Свида вошел в хату, молча положил хлеб на пустую полку и вышел. Едва дверь за ним притворилась, как возле полки уже стояла беленькая Иринка.
Маленький носильщик
Ранним летним утром на небольшой площади возле моста появился уличный торговец — толстый и приземистый. Это был Лисица Берталан — тот самый, что еще какую-нибудь неделю назад имел зерновое заведение на Базарной улице. Но времена меняются, Берталан разорился, и теперь ему ничего не оставалось, как заняться мелкой торговлей,
Он установил под развесистым каштаном большой котел, доверху наложил его початками кукурузы и развел под котлом огонь.
— Кукуруза! Свежая отварная кукуруза! — его голос сливался с выкриками других торговцев, но на лице Берталана сохранялась высокомерная гордость: сразу видно — крупный коммерсант!
Люди беспрерывным потоком шли мимо. И Берталан то и дело вынимал из котла сочные горячие початки. Желтые, полопавшиеся зерна аппетитно пахли, заполняя своим ароматом маленькую площадь.
— Пошел прочь! — визгливо крикнул торговец, отгоняя надоедавшего мальчишку, который вот уже битых полчаса околачивался возле котла. Пети больше всего на свете любил вареную кукурузу. Но напрасно его худенькие пальцы шарили в карманах: а вдруг случится чудо и он найдет завалявшуюся монетку? Чудес не бывает, карманы его всегда были пусты, да к тому же дырявые, может быть оттого, что он постоянно рылся в них, тщетно надеясь обнаружить хоть какую-нибудь мелочь.

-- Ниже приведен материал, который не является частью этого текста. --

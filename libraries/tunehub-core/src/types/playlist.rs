//! Playlist types

use super::validate::required_text;
use super::{timestamp, AlbumId, PlaylistId, SongId, UserId};
use crate::error::{Result, TuneError};
use serde::{Deserialize, Serialize};
use std::str::FromStr;

/// Visibility of a playlist
#[derive(Debug, Clone, Copy, PartialEq, Eq, Serialize, Deserialize)]
#[serde(rename_all = "lowercase")]
pub enum PlaylistKind {
    /// The owner's liked songs; private to the owner
    Liked,
    Public,
    Private,
}

impl PlaylistKind {
    pub fn as_str(self) -> &'static str {
        match self {
            PlaylistKind::Liked => "liked",
            PlaylistKind::Public => "public",
            PlaylistKind::Private => "private",
        }
    }
}

impl FromStr for PlaylistKind {
    type Err = TuneError;

    fn from_str(s: &str) -> Result<Self> {
        match s.trim() {
            "liked" => Ok(PlaylistKind::Liked),
            "public" => Ok(PlaylistKind::Public),
            "private" => Ok(PlaylistKind::Private),
            _ => Err(TuneError::validation(
                "Playlist type must be either liked, public or private.",
            )),
        }
    }
}

/// A user's playlist; `songs` is an ordered set
#[derive(Debug, Clone, PartialEq, Eq, Serialize, Deserialize)]
pub struct Playlist {
    pub id: PlaylistId,
    pub name: String,
    #[serde(rename = "type")]
    pub kind: PlaylistKind,
    pub songs: Vec<SongId>,
    pub created_by: UserId,
    pub created_at: String,
}

impl Playlist {
    /// Public playlists are visible to everyone, the rest only to their owner
    pub fn is_visible_to(&self, user: &UserId) -> bool {
        self.kind == PlaylistKind::Public || &self.created_by == user
    }

    pub fn is_owned_by(&self, user: &UserId) -> bool {
        &self.created_by == user
    }

    /// Append songs not already present, keeping order
    pub fn add_songs(&mut self, songs: &[SongId]) {
        for song in songs {
            if !self.songs.contains(song) {
                self.songs.push(song.clone());
            }
        }
    }

    pub fn remove_songs(&mut self, songs: &[SongId]) {
        self.songs.retain(|s| !songs.contains(s));
    }
}

/// Song entry of a populated playlist; artist links are left out
#[derive(Debug, Clone, PartialEq, Serialize, Deserialize)]
pub struct PlaylistSong {
    pub id: SongId,
    pub name: String,
    pub genre: String,
    pub language: String,
    pub album_id: Option<AlbumId>,
    pub rating: f64,
    pub cover_image_url: Option<String>,
    pub song_url: Option<String>,
    pub lyrics_url: Option<String>,
    pub released_at: Option<String>,
}

/// Playlist with its songs resolved, in playlist order
#[derive(Debug, Clone, PartialEq, Serialize, Deserialize)]
pub struct PopulatedPlaylist {
    pub id: PlaylistId,
    pub name: String,
    #[serde(rename = "type")]
    pub kind: PlaylistKind,
    pub songs: Vec<PlaylistSong>,
    pub created_by: UserId,
    pub created_at: String,
}

impl PopulatedPlaylist {
    pub fn new(playlist: Playlist, songs: Vec<PlaylistSong>) -> Self {
        Self {
            id: playlist.id,
            name: playlist.name,
            kind: playlist.kind,
            songs,
            created_by: playlist.created_by,
            created_at: playlist.created_at,
        }
    }
}

/// Data for creating a playlist
#[derive(Debug, Clone, Default, Deserialize)]
pub struct CreatePlaylist {
    pub name: Option<String>,
    #[serde(rename = "type")]
    pub kind: Option<String>,
    #[serde(default)]
    pub songs: Vec<SongId>,
}

impl CreatePlaylist {
    pub fn into_playlist(self, owner: UserId) -> Result<Playlist> {
        let name = playlist_name(self.name)?;
        let kind = self
            .kind
            .ok_or_else(|| TuneError::validation("A playlist must have a type."))?
            .parse()?;

        let mut playlist = Playlist {
            id: PlaylistId::generate(),
            name,
            kind,
            songs: Vec::new(),
            created_by: owner,
            created_at: timestamp::now(),
        };
        playlist.add_songs(&self.songs);
        Ok(playlist)
    }
}

/// Partial playlist update
#[derive(Debug, Clone, Default, Deserialize)]
pub struct UpdatePlaylist {
    pub name: Option<String>,
    #[serde(rename = "type")]
    pub kind: Option<String>,
    pub songs: Option<Vec<SongId>>,
}

impl UpdatePlaylist {
    pub fn apply(self, mut playlist: Playlist) -> Result<Playlist> {
        if self.name.is_some() {
            playlist.name = playlist_name(self.name)?;
        }
        if let Some(kind) = self.kind {
            playlist.kind = kind.parse()?;
        }
        if let Some(songs) = self.songs {
            playlist.songs.clear();
            playlist.add_songs(&songs);
        }
        Ok(playlist)
    }
}

fn playlist_name(name: Option<String>) -> Result<String> {
    required_text(name, "A playlist must have a name.", "Playlist", "name", (1, 40))
}
mod album;
mod artist;
mod ids;
mod playlist;
mod song;
mod user;
mod validate;

pub mod timestamp;

pub use album::{Album, CreateAlbum};
pub use artist::{Artist, CreateArtist};
pub use ids::{AlbumId, ArtistId, PlaylistId, SongId, UserId};
pub use playlist::{
    CreatePlaylist, Playlist, PlaylistKind, PlaylistSong, PopulatedPlaylist, UpdatePlaylist,
};
pub use song::{CreateSong, Song, GENRES, LANGUAGES};
pub use user::{
    issued_before_password_change, normalize_email, validate_password, Gender, NewUser, Role,
    SignUp, TokenDigest, User,
};
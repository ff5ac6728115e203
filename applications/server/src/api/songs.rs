/// Song catalog API
use super::envelope::{self, Envelope};
use crate::{
    error::{JsonBody, Result},
    middleware::AuthenticatedUser,
    state::AppState,
};
use axum::{
    extract::{Path, Query, State},
    http::StatusCode,
    Json,
};
use tunehub_core::{
    types::{CreateSong, Song, SongId},
    Document, TuneError,
};
use tunehub_storage::{songs, SqliteCollection};

/// GET /api/v1/songs - shaped listing
pub async fn list_songs(
    State(state): State<AppState>,
    Query(params): Query<Vec<(String, String)>>,
) -> Result<Json<Envelope<Vec<Document>>>> {
    let collection = SqliteCollection::songs(state.pool.clone());
    let docs = state.shaper.execute(&collection, &params).await?;
    Ok(envelope::list("songs", docs))
}

/// GET /api/v1/songs/:id
pub async fn get_song(
    State(state): State<AppState>,
    Path(id): Path<String>,
) -> Result<Json<Envelope<Song>>> {
    let id = SongId::new(id);
    let song = songs::get_by_id(&state.pool, &id)
        .await?
        .ok_or_else(|| TuneError::not_found("song", id.as_str()))?;

    Ok(envelope::record("song", song))
}

/// POST /api/v1/songs - admin only
pub async fn create_song(
    State(state): State<AppState>,
    user: AuthenticatedUser,
    JsonBody(body): JsonBody<CreateSong>,
) -> Result<(StatusCode, Json<Envelope<Song>>)> {
    user.require_admin()?;

    let song = body.into_song()?;
    songs::create(&state.pool, &song).await?;
    tracing::info!(song_id = %song.id, "Song created");

    Ok((StatusCode::CREATED, envelope::record("song", song)))
}
//! One-time tokens for email verification and password reset
//!
//! The raw token goes out by mail; only its SHA-256 digest is stored.

use chrono::{Duration, Utc};
use rand::RngCore;
use sha2::{Digest, Sha256};
use tunehub_core::types::{timestamp, TokenDigest};

const TOKEN_BYTES: usize = 32;

/// A freshly issued token and the form it is stored in
#[derive(Debug, Clone)]
pub struct IssuedToken {
    pub raw: String,
    pub stored: TokenDigest,
}

/// Issue a random token valid for `ttl_minutes`
pub fn issue(ttl_minutes: u64) -> IssuedToken {
    let mut bytes = [0_u8; TOKEN_BYTES];
    rand::thread_rng().fill_bytes(&mut bytes);
    let raw = hex::encode(bytes);

    let expires_at = timestamp::format(Utc::now() + Duration::minutes(ttl_minutes as i64));

    IssuedToken {
        stored: TokenDigest {
            digest: digest(&raw),
            expires_at,
        },
        raw,
    }
}

/// Hex SHA-256 of a raw token
pub fn digest(raw: &str) -> String {
    hex::encode(Sha256::digest(raw.as_bytes()))
}
//! Canonical timestamp strings
//!
//! Timestamps are stored and serialized as RFC 3339 UTC strings with
//! millisecond precision, so lexical order equals chronological order.

use chrono::{DateTime, NaiveDate, SecondsFormat, Utc};

/// Format a timestamp in canonical form
pub fn format(dt: DateTime<Utc>) -> String {
    dt.to_rfc3339_opts(SecondsFormat::Millis, true)
}

/// Current time in canonical form
pub fn now() -> String {
    format(Utc::now())
}

/// Parse a canonical (or any RFC 3339) timestamp
pub fn parse(raw: &str) -> Option<DateTime<Utc>> {
    DateTime::parse_from_rfc3339(raw)
        .ok()
        .map(|dt| dt.with_timezone(&Utc))
}

/// Accept an RFC 3339 timestamp or a bare `YYYY-MM-DD` date and return the
/// canonical form
pub fn normalize(raw: &str) -> Option<String> {
    let raw = raw.trim();
    if let Some(dt) = parse(raw) {
        return Some(format(dt));
    }
    let date = NaiveDate::parse_from_str(raw, "%Y-%m-%d").ok()?;
    Some(format(date.and_hms_opt(0, 0, 0)?.and_utc()))
}
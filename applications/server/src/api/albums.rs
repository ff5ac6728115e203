/// Album catalog API
use super::envelope::{self, Envelope};
use crate::{
    error::{JsonBody, Result},
    middleware::AuthenticatedUser,
    state::AppState,
};
use axum::{
    extract::{Path, Query, State},
    http::StatusCode,
    Json,
};
use tunehub_core::{
    types::{Album, AlbumId, CreateAlbum},
    Document, TuneError,
};
use tunehub_storage::{albums, SqliteCollection};

/// GET /api/v1/albums
pub async fn list_albums(
    State(state): State<AppState>,
    Query(params): Query<Vec<(String, String)>>,
) -> Result<Json<Envelope<Vec<Document>>>> {
    let collection = SqliteCollection::albums(state.pool.clone());
    let docs = state.shaper.execute(&collection, &params).await?;
    Ok(envelope::list("albums", docs))
}

/// GET /api/v1/albums/:id
pub async fn get_album(
    State(state): State<AppState>,
    Path(id): Path<String>,
) -> Result<Json<Envelope<Album>>> {
    let id = AlbumId::new(id);
    let album = albums::get_by_id(&state.pool, &id)
        .await?
        .ok_or_else(|| TuneError::not_found("album", id.as_str()))?;

    Ok(envelope::record("album", album))
}

/// POST /api/v1/albums
pub async fn create_album(
    State(state): State<AppState>,
    user: AuthenticatedUser,
    JsonBody(body): JsonBody<CreateAlbum>,
) -> Result<(StatusCode, Json<Envelope<Album>>)> {
    user.require_admin()?;

    let album = body.into_album()?;
    albums::create(&state.pool, &album).await?;
    tracing::info!(album_id = %album.id, "Album created");

    Ok((StatusCode::CREATED, envelope::record("album", album)))
}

— Оглох, что ли? — торговец ткнул Пети большой деревянной вилкой.
Мальчик покорно отошел. Теперь он издали наблюдал, как подымался из котла пар, когда торговец приподнимал огромную крышку. Но ветер относил в сторону дразнящий аромат, и лицо Пети стало разочарованным и грустным.
— Эй, ты! — вдруг обратилась к мальчику незнакомая полная женщина. — Поднеси-ка чемодан! — Женщина отдувалась, вытирая надушенным платком обрюзгшее, сильно напудренное лицо. В правой руке она держала цветастый зонтик. — На вокзал! — коротко приказала она, когда Пети поднял чемодан на плечо.